Chumbawamba singer Dunstan Bruce aims to set the record straight on the band and their experience with the mainstream in a new documentary, the aptly-tilted I Get Knocked Down. Co-directed by Bruce and filmmaker Sophie Robinson, I Get Knocked Down finds Dunstan reckoning with Chumbawamba’s impact a decade after the band dissolved as he looks for new ways to channel his activism and music as he approaches his 60’s. The film features new interviews with Bruce’s former bandmates, along with contributions from fellow ‘80s peace punks like Penny Rimbaud from Crass, who Bruce seeks out for a sense of absolution for the band “selling out” to a major label in the ‘90s.
A thought-provoking look at how to change consumerist culture from inside the beast, I Get Knocked Down is also a personal story of one man reflecting on his wild past and how to continue making a difference as one gets older in a culture continuously obsessed with the latest youth trends.

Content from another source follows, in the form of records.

use crate::{BinaryLiteral, Error, Mode, Numeral, NumeralResult, Result};

/// Widest literal accepted by the integer readings.
pub const MAX_INTEGER_BITS: usize = 128;

/// Exact literal width of the floating-point reading.
pub const FLOAT32_BITS: usize = 32;

const FLOAT32_EXPONENT_BIAS: i32 = 127;
const FLOAT32_FRACTION_BITS: u32 = 23;

// ───────────────────────────── Entry points ─────────────────────────────────

/// Validates `raw` as a binary literal and decodes it under `mode`.
pub fn decode(raw: impl AsRef<str>, mode: Mode) -> Result<NumeralResult> {
    decode_literal(&BinaryLiteral::parse(raw)?, mode)
}

/// Like [`decode`], with the mode given by name (see [`Mode`]'s `FromStr`).
pub fn decode_str(raw: impl AsRef<str>, mode: &str) -> Result<NumeralResult> {
    decode(raw, mode.parse()?)
}

/// Decodes an already validated literal under `mode`.
pub fn decode_literal(
    literal: &BinaryLiteral,
    mode: Mode,
) -> Result<NumeralResult> {
    let numeral = match mode {
        Mode::Unsigned => Numeral::Unsigned(decode_unsigned(literal)?),
        Mode::Signed => Numeral::Signed(decode_signed(literal)?),
        Mode::FloatingPoint => {
            let value = decode_float32(literal)?;
            Numeral::Float { value, magnitude: value.abs().round() }
        }
    };
    Ok(NumeralResult::new(literal.clone(), mode, numeral))
}

// ─────────────────────────────── Readings ───────────────────────────────────

/// Base-2 magnitude, most-significant bit first.
pub fn decode_unsigned(literal: &BinaryLiteral) -> Result<u128> {
    check_integer_width(literal)?;
    Ok(fold_bits(literal.bits()))
}

/// Two's complement over the literal's own width: a leading `1` reads as
/// `-(M + 1)` where `M` is the unsigned reading of the inverted bits.
pub fn decode_signed(literal: &BinaryLiteral) -> Result<i128> {
    check_integer_width(literal)?;
    if !literal.msb() {
        // Leading 0 in at most 128 bits keeps the value below 2^127.
        return Ok(fold_bits(literal.bits()) as i128);
    }
    let inverted = fold_bits(literal.bits().map(|bit| !bit));
    Ok(-(inverted as i128) - 1)
}

/// Single-precision reading of an exactly 32-bit literal.
pub fn decode_float32(literal: &BinaryLiteral) -> Result<f64> {
    Ok(Float32Fields::from_literal(literal)?.value())
}

/// The sign, exponent, and fraction fields of a 32-bit literal.
#[derive(Debug, Clone, Copy, PartialEq, Eq, Hash)]
pub struct Float32Fields {
    /// Bit 0; `true` is negative.
    pub sign: bool,
    /// Bits 1–8, biased by 127.
    pub exponent: u8,
    /// Bits 9–31.
    pub fraction: u32,
}

impl Float32Fields {
    /// Splits a literal of exactly 32 bits. Shorter literals fail with
    /// [`Error::InsufficientBitsForFloat`]; longer ones with
    /// [`Error::InputTooLong`] rather than being truncated.
    pub fn from_literal(literal: &BinaryLiteral) -> Result<Self> {
        let len = literal.len();
        if len < FLOAT32_BITS {
            return Err(Error::InsufficientBitsForFloat {
                len,
                required: FLOAT32_BITS,
            });
        }
        if len > FLOAT32_BITS {
            return Err(Error::InputTooLong { len, max: FLOAT32_BITS });
        }
        let bits = fold_bits(literal.bits()) as u32;
        Ok(Self {
            sign: bits >> 31 == 1,
            exponent: ((bits >> 23) & 0xFF) as u8,
            fraction: bits & 0x007F_FFFF,
        })
    }

    /// `±(1 + fraction / 2^23) · 2^(exponent − 127)`.
    ///
    /// Applied to every exponent value: there is no subnormal, infinity, or
    /// NaN reading, so the result is always finite and non-zero.
    pub fn value(&self) -> f64 {
        let mantissa = 1.0
            + self.fraction as f64 / (1u32 << FLOAT32_FRACTION_BITS) as f64;
        let scale = 2f64.powi(self.exponent as i32 - FLOAT32_EXPONENT_BIAS);
        let magnitude = mantissa * scale;
        if self.sign { -magnitude } else { magnitude }
    }
}

// ────────────────────────────── Internals ───────────────────────────────────

fn check_integer_width(literal: &BinaryLiteral) -> Result<()> {
    if literal.len() > MAX_INTEGER_BITS {
        return Err(Error::InputTooLong {
            len: literal.len(),
            max: MAX_INTEGER_BITS,
        });
    }
    Ok(())
}

/// Callers guarantee at most 128 bits.
fn fold_bits(bits: impl Iterator<Item = bool>) -> u128 {
    bits.fold(0u128, |acc, bit| (acc << 1) | bit as u128)
}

We caught up with co-directors Dunstan Bruce and Sophie Robinson ahead of their trip to Austin’s SXSW Film Festival, which is hosting both in-person and online screenings of the film. Tickets and the screening schedule are available here.
Bad Feeling Magazine: What was the initial inspiration for the film? How did you come to direct it together?
Dunstan Bruce: I always wanted to make a film about Chumbawamba, and I wanted to make a film about what you could possibly achieve when you entered the mainstream as a political band, whether you could have any influence on the mainstream, whether you could actually help change the world in some way. And so, because of what happened to us, and what happened with “Tubthumping,” I wanted to explore what we’ve done, and to see if there was any sort of blueprint that bands could follow, or artists could follow as an idea.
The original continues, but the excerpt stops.